[INFORMATION GIVEN Boundary: Start]
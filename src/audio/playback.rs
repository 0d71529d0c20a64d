//! Gapless playback scheduler
//!
//! Synthesized speech arrives as a sequence of short buffers. Each one is
//! started exactly where the previous one ends on the output device clock, so
//! the listener hears one continuous stream. A barge-in interrupt stops every
//! queued unit at once and rewinds the timeline.
//!
//! # Timeline
//!
//! ```text
//! start_at(k)       = max(next_start_time, device_now)
//! next_start_time  := start_at(k) + duration(k)
//! ```
//!
//! # Generations
//!
//! Every interrupt bumps a generation counter. Callers take a [`Ticket`]
//! before decoding a chunk and present it when scheduling; a ticket issued
//! before the most recent interrupt is stale and its buffer is discarded
//! instead of being placed on the rewound timeline. End-of-playback
//! notifications carry the unit's generation too, so late notifications for
//! stopped units are ignored.

use std::collections::HashMap;

use super::pcm::AudioBuffer;
use super::AudioError;

/// Identity of one scheduled playback unit
#[derive(Debug, Clone, Copy, PartialEq, Eq, Hash)]
pub struct UnitId {
    generation: u64,
    sequence: u64,
}

impl UnitId {
    pub fn new(generation: u64, sequence: u64) -> Self {
        Self {
            generation,
            sequence,
        }
    }

    pub fn generation(&self) -> u64 {
        self.generation
    }

    pub fn sequence(&self) -> u64 {
        self.sequence
    }
}

impl std::fmt::Display for UnitId {
    fn fmt(&self, f: &mut std::fmt::Formatter<'_>) -> std::fmt::Result {
        write!(f, "{}.{}", self.generation, self.sequence)
    }
}

/// Proof of the scheduler generation observed before decoding began
#[derive(Debug, Clone, Copy, PartialEq, Eq)]
pub struct Ticket {
    generation: u64,
}

/// Output device as seen by the scheduler
///
/// Implementations report natural end of each unit out-of-band (see
/// [`super::DeviceEvent::UnitEnded`]); units removed through [`stop`] produce
/// no notification.
///
/// [`stop`]: PlaybackDevice::stop
pub trait PlaybackDevice: Send {
    /// Current playback clock in seconds
    fn current_time(&self) -> f64;

    /// Start `buffer` at `start_at` seconds on the device clock
    fn schedule(
        &mut self,
        unit: UnitId,
        buffer: AudioBuffer,
        start_at: f64,
    ) -> Result<(), AudioError>;

    /// Stop a unit immediately, whether or not it has started
    fn stop(&mut self, unit: UnitId);

    /// Release the device. Must be safe to call more than once.
    fn shutdown(&mut self);
}

impl PlaybackDevice for Box<dyn PlaybackDevice> {
    fn current_time(&self) -> f64 {
        (**self).current_time()
    }

    fn schedule(
        &mut self,
        unit: UnitId,
        buffer: AudioBuffer,
        start_at: f64,
    ) -> Result<(), AudioError> {
        (**self).schedule(unit, buffer, start_at)
    }

    fn stop(&mut self, unit: UnitId) {
        (**self).stop(unit)
    }

    fn shutdown(&mut self) {
        (**self).shutdown()
    }
}

/// Result of presenting a decoded buffer to the scheduler
#[derive(Debug, Clone, Copy, PartialEq)]
pub enum ScheduleOutcome {
    /// Buffer was queued on the device
    Scheduled {
        unit: UnitId,
        start_at: f64,
        duration: f64,
    },
    /// Ticket predates the last interrupt; buffer dropped
    Stale,
    /// Zero-length buffer; nothing to play
    Empty,
}

/// Owns the output device, the timeline cursor and the active-unit set
pub struct PlaybackScheduler<D: PlaybackDevice> {
    device: D,
    /// Scheduled start time of the next unit
    next_start_time: f64,
    /// Units started and not yet ended or stopped, with their start times
    active: HashMap<UnitId, f64>,
    generation: u64,
    next_sequence: u64,
    /// Count of units scheduled (for logging)
    units_scheduled: u64,
}

impl<D: PlaybackDevice> PlaybackScheduler<D> {
    /// Wrap an opened device; the timeline starts at the device's current clock
    pub fn new(device: D) -> Self {
        let next_start_time = device.current_time();
        Self {
            device,
            next_start_time,
            active: HashMap::new(),
            generation: 0,
            next_sequence: 0,
            units_scheduled: 0,
        }
    }

    /// Snapshot the current generation before decoding a chunk
    pub fn ticket(&self) -> Ticket {
        Ticket {
            generation: self.generation,
        }
    }

    /// Queue a decoded buffer directly after everything already queued
    pub fn schedule(
        &mut self,
        ticket: Ticket,
        buffer: AudioBuffer,
    ) -> Result<ScheduleOutcome, AudioError> {
        if ticket.generation != self.generation {
            log::debug!(
                "Playback: discarding buffer from generation {} (current {})",
                ticket.generation,
                self.generation
            );
            return Ok(ScheduleOutcome::Stale);
        }
        if buffer.is_empty() {
            return Ok(ScheduleOutcome::Empty);
        }

        let now = self.device.current_time();
        let start_at = self.next_start_time.max(now);
        let duration = buffer.duration();

        let unit = UnitId::new(self.generation, self.next_sequence);
        self.device.schedule(unit, buffer, start_at)?;
        self.next_sequence += 1;

        self.active.insert(unit, start_at);
        self.next_start_time = start_at + duration;
        self.units_scheduled += 1;

        if self.units_scheduled % 50 == 0 {
            log::debug!("Playback: scheduled {} units", self.units_scheduled);
        }

        Ok(ScheduleOutcome::Scheduled {
            unit,
            start_at,
            duration,
        })
    }

    /// Handle a natural end-of-playback notification
    ///
    /// Returns true when this removal drained the active set. Notifications
    /// for unknown or already-stopped units return false.
    pub fn on_unit_ended(&mut self, unit: UnitId) -> bool {
        if self.active.remove(&unit).is_none() {
            log::trace!("Playback: ignoring end of inactive unit {}", unit);
            return false;
        }
        self.active.is_empty()
    }

    /// Barge-in: stop everything, rewind the timeline, invalidate tickets
    ///
    /// Returns the number of units stopped.
    pub fn interrupt(&mut self) -> usize {
        let stopped = self.active.len();
        for (unit, _) in self.active.drain() {
            self.device.stop(unit);
        }
        self.next_start_time = 0.0;
        self.generation += 1;

        log::info!(
            "Playback: interrupted, {} units stopped (generation {})",
            stopped,
            self.generation
        );
        stopped
    }

    /// True iff at least one unit is queued or playing
    pub fn is_speaking(&self) -> bool {
        !self.active.is_empty()
    }

    pub fn active_count(&self) -> usize {
        self.active.len()
    }

    pub fn next_start_time(&self) -> f64 {
        self.next_start_time
    }

    pub fn generation(&self) -> u64 {
        self.generation
    }

    pub fn device(&self) -> &D {
        &self.device
    }

    pub fn device_mut(&mut self) -> &mut D {
        &mut self.device
    }

    /// Stop all units and release the device
    pub fn shutdown(&mut self) {
        for (unit, _) in self.active.drain() {
            self.device.stop(unit);
        }
        self.next_start_time = 0.0;
        self.generation += 1;
        self.device.shutdown();
    }
}

#[cfg(test)]
mod tests {
    use super::*;

    #[derive(Default)]
    struct FakeDevice {
        now: f64,
        scheduled: Vec<(UnitId, f64, f64)>,
        stopped: Vec<UnitId>,
        fail_next: bool,
        shutdowns: usize,
    }

    impl PlaybackDevice for FakeDevice {
        fn current_time(&self) -> f64 {
            self.now
        }

        fn schedule(
            &mut self,
            unit: UnitId,
            buffer: AudioBuffer,
            start_at: f64,
        ) -> Result<(), AudioError> {
            if self.fail_next {
                self.fail_next = false;
                return Err(AudioError::StreamPlayFailed("device lost".to_string()));
            }
            self.scheduled.push((unit, start_at, buffer.duration()));
            Ok(())
        }

        fn stop(&mut self, unit: UnitId) {
            self.stopped.push(unit);
        }

        fn shutdown(&mut self) {
            self.shutdowns += 1;
        }
    }

    fn buffer_ms(ms: usize) -> AudioBuffer {
        AudioBuffer::mono(24000, vec![0.1; 24 * ms])
    }

    fn schedule(sched: &mut PlaybackScheduler<FakeDevice>, ms: usize) -> ScheduleOutcome {
        let ticket = sched.ticket();
        sched.schedule(ticket, buffer_ms(ms)).unwrap()
    }

    fn start_of(outcome: ScheduleOutcome) -> f64 {
        match outcome {
            ScheduleOutcome::Scheduled { start_at, .. } => start_at,
            other => panic!("Expected Scheduled, got {:?}", other),
        }
    }

    #[test]
    fn test_back_to_back_is_gapless() {
        let mut sched = PlaybackScheduler::new(FakeDevice {
            now: 1.5,
            ..Default::default()
        });

        let durations = [100, 40, 250, 10, 60];
        let starts: Vec<f64> = durations
            .iter()
            .map(|&ms| start_of(schedule(&mut sched, ms)))
            .collect();

        let mut expected = starts[0];
        for (k, &ms) in durations.iter().enumerate() {
            assert!((starts[k] - expected).abs() < 1e-9, "unit {} not gapless", k);
            expected += ms as f64 / 1000.0;
        }
        assert_eq!(starts[0], 1.5);
        assert!((sched.next_start_time() - expected).abs() < 1e-9);
        assert_eq!(sched.active_count(), durations.len());
        assert!(sched.is_speaking());
    }

    #[test]
    fn test_falls_behind_then_heals_to_device_clock() {
        let mut sched = PlaybackScheduler::new(FakeDevice::default());
        schedule(&mut sched, 100);

        // Long pause: device clock overtook the cursor
        sched.device_mut().now = 5.0;
        let start = start_of(schedule(&mut sched, 100));
        assert_eq!(start, 5.0);
        assert!((sched.next_start_time() - 5.1).abs() < 1e-9);
    }

    #[test]
    fn test_interrupt_stops_all_and_resets_cursor() {
        let mut sched = PlaybackScheduler::new(FakeDevice {
            now: 2.0,
            ..Default::default()
        });
        schedule(&mut sched, 100);
        schedule(&mut sched, 100);

        let stopped = sched.interrupt();
        assert_eq!(stopped, 2);
        assert_eq!(sched.active_count(), 0);
        assert!(!sched.is_speaking());
        assert_eq!(sched.next_start_time(), 0.0);
        assert_eq!(sched.device().stopped.len(), 2);

        // Next buffer lands at max(0, now), never after the stale cursor
        sched.device_mut().now = 2.05;
        let start = start_of(schedule(&mut sched, 100));
        assert_eq!(start, 2.05);
    }

    #[test]
    fn test_stale_ticket_is_discarded() {
        let mut sched = PlaybackScheduler::new(FakeDevice::default());
        schedule(&mut sched, 100);

        // Decode began before the interrupt landed
        let ticket = sched.ticket();
        sched.interrupt();

        let outcome = sched.schedule(ticket, buffer_ms(100)).unwrap();
        assert_eq!(outcome, ScheduleOutcome::Stale);
        assert_eq!(sched.active_count(), 0);
        assert_eq!(sched.device().scheduled.len(), 1);
    }

    #[test]
    fn test_end_notifications_drain_set() {
        let mut sched = PlaybackScheduler::new(FakeDevice::default());
        let a = match schedule(&mut sched, 50) {
            ScheduleOutcome::Scheduled { unit, .. } => unit,
            _ => unreachable!(),
        };
        let b = match schedule(&mut sched, 50) {
            ScheduleOutcome::Scheduled { unit, .. } => unit,
            _ => unreachable!(),
        };

        assert!(!sched.on_unit_ended(a));
        assert!(sched.is_speaking());
        assert!(sched.on_unit_ended(b));
        assert!(!sched.is_speaking());

        // Duplicate notification is harmless
        assert!(!sched.on_unit_ended(b));
    }

    #[test]
    fn test_late_end_after_interrupt_ignored() {
        let mut sched = PlaybackScheduler::new(FakeDevice::default());
        let old = match schedule(&mut sched, 50) {
            ScheduleOutcome::Scheduled { unit, .. } => unit,
            _ => unreachable!(),
        };
        sched.interrupt();
        schedule(&mut sched, 50);

        assert!(!sched.on_unit_ended(old));
        assert_eq!(sched.active_count(), 1);
    }

    #[test]
    fn test_empty_buffer_not_scheduled() {
        let mut sched = PlaybackScheduler::new(FakeDevice::default());
        let ticket = sched.ticket();
        let outcome = sched
            .schedule(ticket, AudioBuffer::mono(24000, Vec::new()))
            .unwrap();
        assert_eq!(outcome, ScheduleOutcome::Empty);
        assert!(!sched.is_speaking());
    }

    #[test]
    fn test_device_failure_leaves_state_untouched() {
        let mut sched = PlaybackScheduler::new(FakeDevice::default());
        sched.device_mut().fail_next = true;
        let ticket = sched.ticket();
        assert!(sched.schedule(ticket, buffer_ms(100)).is_err());
        assert_eq!(sched.active_count(), 0);
        assert_eq!(sched.next_start_time(), 0.0);
    }

    #[test]
    fn test_unit_ids_are_unique_across_generations() {
        let mut sched = PlaybackScheduler::new(FakeDevice::default());
        schedule(&mut sched, 10);
        sched.interrupt();
        schedule(&mut sched, 10);

        let ids: Vec<UnitId> = sched.device().scheduled.iter().map(|s| s.0).collect();
        assert_ne!(ids[0], ids[1]);
        assert_eq!(ids[1].generation(), 1);
    }

    #[test]
    fn test_shutdown_releases_device() {
        let mut sched = PlaybackScheduler::new(FakeDevice::default());
        schedule(&mut sched, 10);
        sched.shutdown();
        assert!(!sched.is_speaking());
        assert_eq!(sched.device().stopped.len(), 1);
        assert_eq!(sched.device().shutdowns, 1);
    }
}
[INFORMATION GIVEN Boundary: End]
§ TASK DESCRIPTION
Return from the data every line that holds "iter".

§ YOUR SOLUTION
            .iter()
        for (k, &ms) in durations.iter().enumerate() {
        let ids: Vec<UnitId> = sched.device().scheduled.iter().map(|s| s.0).collect();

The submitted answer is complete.